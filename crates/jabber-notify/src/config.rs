//! Notification settings and their validated form.
//!
//! Hosts hand settings over as a flat property map keyed by the plugin's
//! property names. [`NotificationSettings`] mirrors that map; validation
//! turns it into an immutable [`ConnectionConfig`] or a [`ConfigError`].

use std::fmt;
use std::time::Duration;

use serde::de::{self, Deserializer};
use serde::{Deserialize, Serialize};
use serde_json::{Map, Value};

use crate::error::ConfigError;

/// Resource name used when logging in, unless overridden.
pub const DEFAULT_RESOURCE_NAME: &str = "rundeck";

/// Nickname used when joining a chat room, unless overridden.
pub const DEFAULT_ROOM_NICKNAME: &str = "rundeck";

/// Delay before closing the connection after delivery.
pub const DEFAULT_DISCONNECT_DELAY_MS: u64 = 10_000;

/// Standard XMPP client port, for hosts that pre-fill property defaults.
pub const DEFAULT_PORT: u16 = 5222;

/// Environment variables read by [`NotificationSettings::from_env`].
const ENV_KEYS: &[(&str, &str)] = &[
    ("JABBER_HOSTNAME", "hostname"),
    ("JABBER_PORT", "port"),
    ("JABBER_USERNAME", "username"),
    ("JABBER_PASSWORD", "password"),
    ("JABBER_RESOURCE_NAME", "resourceName"),
    ("JABBER_ID", "jabberId"),
    ("JABBER_DISCONNECT_DELAY", "disconnectDelay"),
    ("JABBER_CHATROOM_ID", "chatroomJabberId"),
    ("JABBER_CHATROOM_NICKNAME", "chatroomNickname"),
    ("JABBER_CHATROOM_PASSWORD", "chatroomPassword"),
];

/// Raw, unvalidated notification settings.
#[derive(Clone, Default, Serialize, Deserialize)]
#[serde(rename_all = "camelCase")]
pub struct NotificationSettings {
    /// Jabber server hostname.
    #[serde(default)]
    pub hostname: Option<String>,
    /// Jabber server port.
    #[serde(default, deserialize_with = "lenient_u64")]
    pub port: Option<u64>,
    #[serde(default)]
    pub username: Option<String>,
    #[serde(default)]
    pub password: Option<String>,
    /// Resource used when logging in (default: `rundeck`).
    #[serde(default)]
    pub resource_name: Option<String>,
    /// Jabber ID of a single recipient.
    #[serde(default)]
    pub jabber_id: Option<String>,
    /// Milliseconds to wait after sending before disconnecting.
    #[serde(default, deserialize_with = "lenient_u64")]
    pub disconnect_delay: Option<u64>,
    /// Jabber ID of a multi-user chat room.
    #[serde(default)]
    pub chatroom_jabber_id: Option<String>,
    #[serde(default)]
    pub chatroom_nickname: Option<String>,
    #[serde(default)]
    pub chatroom_password: Option<String>,
}

/// Accepts `5222`, `"5222"` or a blank string.
fn lenient_u64<'de, D>(deserializer: D) -> Result<Option<u64>, D::Error>
where
    D: Deserializer<'de>,
{
    #[derive(Deserialize)]
    #[serde(untagged)]
    enum NumberOrString {
        Number(u64),
        String(String),
    }

    match Option::<NumberOrString>::deserialize(deserializer)? {
        None => Ok(None),
        Some(NumberOrString::Number(n)) => Ok(Some(n)),
        Some(NumberOrString::String(s)) => {
            let s = s.trim();
            if s.is_empty() {
                return Ok(None);
            }
            s.parse()
                .map(Some)
                .map_err(|_| de::Error::custom(format!("expected a number, got `{s}`")))
        }
    }
}

fn is_blank(value: Option<&str>) -> bool {
    value.is_none_or(|v| v.trim().is_empty())
}

fn non_blank(value: Option<&str>) -> Option<String> {
    value
        .map(str::trim)
        .filter(|v| !v.is_empty())
        .map(str::to_string)
}

fn sanitize(secret: Option<&str>) -> &'static str {
    if is_blank(secret) { "(unset)" } else { "***" }
}

impl NotificationSettings {
    /// Build settings from a host-supplied property map.
    pub fn from_map(map: &Map<String, Value>) -> Result<Self, ConfigError> {
        serde_json::from_value(Value::Object(map.clone()))
            .map_err(|e| ConfigError::invalid("configuration", e.to_string()))
    }

    /// Build settings from `JABBER_*` environment variables, loading `.env` first.
    pub fn from_env() -> Result<Self, ConfigError> {
        dotenvy::dotenv().ok();
        Self::from_vars(std::env::vars())
    }

    /// Build settings from `JABBER_*` key/value pairs; unrelated keys are ignored.
    pub fn from_vars<I>(vars: I) -> Result<Self, ConfigError>
    where
        I: IntoIterator<Item = (String, String)>,
    {
        let mut map = Map::new();
        for (key, value) in vars {
            if let Some((_, property)) = ENV_KEYS.iter().find(|(env, _)| *env == key) {
                map.insert((*property).to_string(), Value::String(value));
            }
        }
        Self::from_map(&map)
    }

    /// Validate the settings.
    ///
    /// Checks run in order: hostname, port, target, credentials.
    pub fn validate(&self) -> Result<ConnectionConfig, ConfigError> {
        let hostname =
            non_blank(self.hostname.as_deref()).ok_or(ConfigError::MissingHostname)?;

        let port = match self.port {
            None | Some(0) => return Err(ConfigError::MissingPort),
            Some(p) => u16::try_from(p)
                .map_err(|_| ConfigError::invalid("port", format!("{p} is out of range")))?,
        };

        let target = if let Some(id) = non_blank(self.jabber_id.as_deref()) {
            DeliveryTarget::Direct { id }
        } else if let Some(id) = non_blank(self.chatroom_jabber_id.as_deref()) {
            DeliveryTarget::Room {
                id,
                nickname: non_blank(self.chatroom_nickname.as_deref())
                    .unwrap_or_else(|| DEFAULT_ROOM_NICKNAME.to_string()),
                password: non_blank(self.chatroom_password.as_deref()),
            }
        } else {
            return Err(ConfigError::NoTarget);
        };

        if is_blank(self.username.as_deref()) || is_blank(self.password.as_deref()) {
            return Err(ConfigError::MissingCredentials);
        }

        Ok(ConnectionConfig {
            hostname,
            port,
            username: self.username.clone().unwrap_or_default().trim().to_string(),
            password: self.password.clone().unwrap_or_default(),
            resource_name: non_blank(self.resource_name.as_deref())
                .unwrap_or_else(|| DEFAULT_RESOURCE_NAME.to_string()),
            disconnect_delay_ms: self.disconnect_delay.unwrap_or(DEFAULT_DISCONNECT_DELAY_MS),
            target,
        })
    }
}

impl fmt::Debug for NotificationSettings {
    fn fmt(&self, f: &mut fmt::Formatter<'_>) -> fmt::Result {
        f.debug_struct("NotificationSettings")
            .field("hostname", &self.hostname)
            .field("port", &self.port)
            .field("username", &self.username)
            .field("password", &sanitize(self.password.as_deref()))
            .field("resource_name", &self.resource_name)
            .field("jabber_id", &self.jabber_id)
            .field("disconnect_delay", &self.disconnect_delay)
            .field("chatroom_jabber_id", &self.chatroom_jabber_id)
            .field("chatroom_nickname", &self.chatroom_nickname)
            .field(
                "chatroom_password",
                &sanitize(self.chatroom_password.as_deref()),
            )
            .finish()
    }
}

/// Where a notification is delivered.
#[derive(Clone, PartialEq, Eq)]
pub enum DeliveryTarget {
    /// A single recipient.
    Direct { id: String },
    /// A multi-user chat room, joined under `nickname`.
    Room {
        id: String,
        nickname: String,
        password: Option<String>,
    },
}

impl DeliveryTarget {
    /// The recipient or room Jabber ID.
    pub fn id(&self) -> &str {
        match self {
            Self::Direct { id } | Self::Room { id, .. } => id,
        }
    }

    /// Target kind name, used in log fields.
    pub fn kind(&self) -> &'static str {
        match self {
            Self::Direct { .. } => "direct",
            Self::Room { .. } => "room",
        }
    }
}

impl fmt::Debug for DeliveryTarget {
    fn fmt(&self, f: &mut fmt::Formatter<'_>) -> fmt::Result {
        match self {
            Self::Direct { id } => f.debug_struct("Direct").field("id", id).finish(),
            Self::Room {
                id,
                nickname,
                password,
            } => f
                .debug_struct("Room")
                .field("id", id)
                .field("nickname", nickname)
                .field("password", &sanitize(password.as_deref()))
                .finish(),
        }
    }
}

/// Validated connection configuration for one notification.
#[derive(Clone)]
pub struct ConnectionConfig {
    hostname: String,
    port: u16,
    username: String,
    password: String,
    resource_name: String,
    disconnect_delay_ms: u64,
    target: DeliveryTarget,
}

impl ConnectionConfig {
    /// Validate raw settings; same as [`NotificationSettings::validate`].
    pub fn validate(raw: &NotificationSettings) -> Result<Self, ConfigError> {
        raw.validate()
    }

    pub fn hostname(&self) -> &str {
        &self.hostname
    }

    pub fn port(&self) -> u16 {
        self.port
    }

    pub fn password(&self) -> &str {
        &self.password
    }

    pub fn resource_name(&self) -> &str {
        &self.resource_name
    }

    pub fn disconnect_delay_ms(&self) -> u64 {
        self.disconnect_delay_ms
    }

    pub fn disconnect_delay(&self) -> Duration {
        Duration::from_millis(self.disconnect_delay_ms)
    }

    pub fn target(&self) -> &DeliveryTarget {
        &self.target
    }

    /// XMPP service domain: the domain part of the username, else the hostname.
    pub fn service_domain(&self) -> &str {
        match self.username.split_once('@') {
            Some((_, domain)) if !domain.is_empty() => {
                domain.split('/').next().unwrap_or(domain)
            }
            _ => &self.hostname,
        }
    }

    /// Local part used for SASL authentication.
    pub fn auth_username(&self) -> &str {
        self.username
            .split_once('@')
            .map_or(self.username.as_str(), |(local, _)| local)
    }
}

impl fmt::Debug for ConnectionConfig {
    fn fmt(&self, f: &mut fmt::Formatter<'_>) -> fmt::Result {
        f.debug_struct("ConnectionConfig")
            .field("hostname", &self.hostname)
            .field("port", &self.port)
            .field("username", &self.username)
            .field("password", &sanitize(Some(&self.password)))
            .field("resource_name", &self.resource_name)
            .field("disconnect_delay_ms", &self.disconnect_delay_ms)
            .field("target", &self.target)
            .finish()
    }
}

══════════

**WORK REQUEST**. Across all the lines of the data, count those that include the word "multi" and reply with that number only.

**TASK OUTPUT**. 2